I am pained to see the steamrollerlike progress of Initiative 901, the measure that bans smoking inside and outside of public establishments throughout Washington state [“Butt Out,” Oct. 19]. The provision creating a 25-foot-wide no-smoking zone outside the doorways of such places seems more like persecution than sound public policy. The overzealous measure—if it’s to be enforced as expected—would even bar pedestrians with lit cigarettes from strolling the sidewalks of major business districts. Where will smokers go? Please note that the leases of many apartment buildings (like mine) currently contain a no-smoking clause. It all adds up to a wimpy, underhanded version of Prohibition, which the backers dare not call by its real name.

Russell Scheidelman

Seattle

$1.7 Billion Phad Thai

If the point of Rick Anderson’s monorail Buzz item [Oct. 19] was to say that the monorail is a bad deal for Seattle, he should wake up . . . he’s obviously still whining about the crappy finance plan that was unveiled last June. The finance plan that was unveiled Oct. 17 is well within the spending parameters we established with our last vote.

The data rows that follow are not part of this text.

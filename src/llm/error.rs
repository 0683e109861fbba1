//! Error types for the LLM layer

use thiserror::Error;

/// Errors that can occur when calling a completion provider
#[derive(Debug, Error)]
pub enum LlmError {
    /// Authentication/API key issues
    #[error("Authentication error: {0}")]
    Authentication(String),

    /// HTTP request failures
    #[error("HTTP error (status {status}): {body}")]
    Http { status: u16, body: String },

    /// JSON encoding/decoding issues
    #[error("Serialization error: {0}")]
    Serialization(String),

    /// The provider returned a response with no usable text
    #[error("Empty completion from provider")]
    EmptyCompletion,
}

// Implement conversion from common error types
impl From<serde_json::Error> for LlmError {
    fn from(err: serde_json::Error) -> Self {
        LlmError::Serialization(err.to_string())
    }
}

impl From<reqwest::Error> for LlmError {
    fn from(err: reqwest::Error) -> Self {
        if let Some(status) = err.status() {
            LlmError::Http {
                status: status.as_u16(),
                body: err.to_string(),
            }
        } else {
            LlmError::Http {
                status: 0,
                body: err.to_string(),
            }
        }
    }
}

This fixed-price contract of $1.7 billion to design, build, operate, and maintain the system has built-in accountability and financial protections for taxpayers, and we are not going to get another grade-separated rapid transit system any cheaper—ever! Especially not one that works for our city’s topography, with its hills and waterways.

So Anderson doesn’t want to go to Interbay. Fine; he can just ride the monorail from West Seattle through SoDo, past the stadiums, the International District, and Pioneer Square, past the Market, through Belltown and the Seattle Center, and stop in Queen Anne for Thai food. Besides, this first 10.6 miles of track is Phase 1, and the system is designed to be extended the full 14 miles.

You know, the only time I ever took my bus all the way to its terminus was when I fell asleep one day coming home from work. It wasn’t a big deal. Really.